Hamrick’s valuable observations about the social construction of gender, both female and male, are also undercut by the simplistic explanation that the construction is meant to bestow power on “capitalist enterprises that trade on commodified bodies” (228). "Simplistic," because it ignores the well-known fact that many tribal and other non-capitalist cultures engage in far worse forms of commodification, especially of women, who are often traded in marriage according to the same criteria as cattle: their ability for reproduction and physical labor.

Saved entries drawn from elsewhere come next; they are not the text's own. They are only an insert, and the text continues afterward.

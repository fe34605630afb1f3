//! Incoming HTTP request type and its request-scoped context.

use std::collections::HashMap;
use std::fmt;
use std::net::SocketAddr;

use bytes::Bytes;
use http::header::USER_AGENT;
use http::{HeaderMap, Uri};
use serde::de::DeserializeOwned;

use crate::json::{self, JsonError};

/// Correlation identifier attached to one request.
///
/// Written once by [`SetRequestId`](crate::middleware::SetRequestId) before
/// any downstream stage runs; everyone else reads it through
/// [`Request::request_id`].
#[derive(Clone, Debug, Eq, PartialEq)]
pub struct RequestId(String);

impl RequestId {
    pub(crate) fn new(id: String) -> Self {
        Self(id)
    }

    pub fn as_str(&self) -> &str {
        &self.0
    }
}

impl fmt::Display for RequestId {
    fn fmt(&self, f: &mut fmt::Formatter<'_>) -> fmt::Result {
        f.write_str(&self.0)
    }
}

/// An incoming HTTP request with its body fully read.
pub struct Request {
    pub(crate) method: http::Method,
    pub(crate) uri: Uri,
    pub(crate) headers: HeaderMap,
    pub(crate) body: Bytes,
    pub(crate) params: HashMap<String, String>,
    pub(crate) remote_addr: Option<SocketAddr>,
    pub(crate) request_id: Option<RequestId>,
    /// The body could not be read off the wire; the endpoint answers 400.
    pub(crate) unreadable_body: bool,
}

impl Request {
    pub fn from_parts(parts: http::request::Parts, body: Bytes) -> Self {
        Self {
            method: parts.method,
            uri: parts.uri,
            headers: parts.headers,
            body,
            params: HashMap::new(),
            remote_addr: None,
            request_id: None,
            unreadable_body: false,
        }
    }

    /// A request whose body failed to arrive. It still runs through the
    /// whole pipeline so every middleware sees it.
    pub(crate) fn with_unreadable_body(parts: http::request::Parts) -> Self {
        let mut req = Self::from_parts(parts, Bytes::new());
        req.unreadable_body = true;
        req
    }

    /// Records the peer address. The server sets this for every connection.
    pub fn with_remote_addr(mut self, addr: SocketAddr) -> Self {
        self.remote_addr = Some(addr);
        self
    }

    pub fn method(&self) -> &http::Method { &self.method }
    pub fn uri(&self) -> &Uri { &self.uri }
    pub fn path(&self) -> &str { self.uri.path() }
    pub fn headers(&self) -> &HeaderMap { &self.headers }
    pub fn body(&self) -> &[u8] { &self.body }
    pub fn remote_addr(&self) -> Option<SocketAddr> { self.remote_addr }

    /// Header lookup. `None` when absent or not visible ASCII.
    pub fn header(&self, name: &str) -> Option<&str> {
        self.headers.get(name).and_then(|v| v.to_str().ok())
    }

    pub fn user_agent(&self) -> Option<&str> {
        self.headers.get(USER_AGENT).and_then(|v| v.to_str().ok())
    }

    /// Returns a named path parameter.
    ///
    /// For a route `GET /users/{id}`, `req.param("id")` on `/users/42`
    /// returns `Some("42")`.
    pub fn param(&self, key: &str) -> Option<&str> {
        self.params.get(key).map(String::as_str)
    }

    /// The correlation ID, once [`SetRequestId`](crate::middleware::SetRequestId)
    /// has run.
    pub fn request_id(&self) -> Option<&RequestId> {
        self.request_id.as_ref()
    }

    /// First writer wins; the ID never changes once assigned.
    pub(crate) fn set_request_id(&mut self, id: RequestId) -> &RequestId {
        self.request_id.get_or_insert(id)
    }

    /// Decodes the body as a single JSON value.
    pub fn json<T: DeserializeOwned>(&self) -> Result<T, JsonError> {
        json::decode(&self.body)
    }
}

impl From<http::Request<Bytes>> for Request {
    fn from(req: http::Request<Bytes>) -> Self {
        let (parts, body) = req.into_parts();
        Self::from_parts(parts, body)
    }
}

impl fmt::Debug for Request {
    fn fmt(&self, f: &mut fmt::Formatter<'_>) -> fmt::Result {
        f.debug_struct("Request")
            .field("method", &self.method)
            .field("uri", &self.uri)
            .field("request_id", &self.request_id)
            .finish_non_exhaustive()
    }
}
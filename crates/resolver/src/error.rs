use tether_version::ParseError;

use crate::module::ModuleId;

/// Errors raised by registry mutations: registration, removal, unwiring.
///
/// Resolution failures are not errors of this kind; they are reported per
/// module through [`crate::FailureReason`].
#[derive(Debug, Clone, PartialEq, Eq, thiserror::Error)]
pub enum RegistryError {
	/// A version or range string in the module metadata did not parse.
	#[error("invalid module metadata: {0}")]
	Parse(#[from] ParseError),

	#[error("module name must not be empty")]
	EmptyModuleName,

	#[error("module {module:?} exports a capability with an empty name")]
	EmptyCapabilityName { module: String },

	#[error("module {module:?} declares requirement {index} with an empty name")]
	EmptyRequirementName { module: String, index: usize },

	/// A capability marks a key mandatory without giving it a value.
	#[error("capability {capability:?} marks {key:?} mandatory but has no such attribute")]
	MandatoryWithoutAttribute { capability: String, key: String },

	#[error("no module with id {0}")]
	UnknownModule(ModuleId),

	/// Removal of a resolved module; unwire it first.
	#[error("module {0} is resolved and must be unwired before removal")]
	Resolved(ModuleId),

	/// Unwiring a module other resolved modules are still wired to.
	#[error("module {module} is still wired by {dependents:?}")]
	InUse {
		module: ModuleId,
		dependents: Vec<ModuleId>,
	},

	/// The system module is permanently resolved.
	#[error("module {0} is the system module and cannot be unwired or removed")]
	SystemModule(ModuleId),
}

Examples like these show that a factually and theoretically under-informed hermeneutics of suspicion, one that sees “capitalist ideology” as the explanation for all (real or apparent) ills, can easily slip into injustice and - yes - an ideology that is both cynical and naïve. As a result, Hamrick never considers the possibility that his Marxist-socialist framework may itself be an ideology ripe for some Nietzschean unmasking.

The final chapter attempts to forge a conception of critical kindness in which decision making is more like that of an artist than that of a Kantian subject (243). This idea is akin to Aristotle’s conception of virtuous acts as kalos (fine, beautiful) in their complex balance of all relevant considerations and to his explicit invocation of craftsmanship in explaining his conception of a mean.

Hamrick’s insightful explorations of moral psychology here, as in the rest of the book, make an important contribution to what it means to lead a “non-naïve life of kindness as practical wisdom,” a life in which we are aware both of our own propensities to control others with our alleged kindnesses, and others’ propensities to exploit our genuine kindnesses (235). However, for reasons I have already discussed, the theoretical framework for his analysis of social-political unkindness and injustice, and his proposed social-political institutional remedies, are in need of the same hermeneutic scrutiny to which he subjects the theories and practices he rejects.

Endnotes

1. Consider PETA's campaign against The Tropicana Casino and Resort on behalf of the "dignity" of chickens. The casino allegedly "exploits" and "disrespects" chickens by making them play tic-tac-toe in one-hour shifts, without even ensuring that they get "quality downtime" with their families when they are not working (http://www.peta-online.org/alert/automation and http://www.foxnews.com/story July 3, 2002).

2. In 1998 and 1999, 55.5% of American adults 18 and over volunteered an average of 24 hours per month in formal organizations alone; in 2000, the figure for adults 21 and over was 44% (www.independentsector.org/programs/research/volunteer_time.html). Presumably, the 2001 figures were the same as, or greater than, 2000. The dollar value of volunteer time (excluding informal volunteering) in 2001 is estimated at $248.8 billion. Figures for volunteering in Europe were unavailable.

3. Al Siebert, "Unethical Psychiatrists Misrepresent What is Known About Schizophrenia," www.successfulschizophrenia.com/welcome.shtml. The article first appeared in Journal of Ethical Human Sciences and Services (New York: Springer Publishing Company, Vol. 1, No. 2, Summer 1999), 179-89, as "Brain Disease Hypothesis for Schizophrenia Disconfirmed by All Evidence."

4. Giving USA 2002, AAFRC Trust for Philanthropy, Center on Philanthropy (Indiana University, IN, 2002).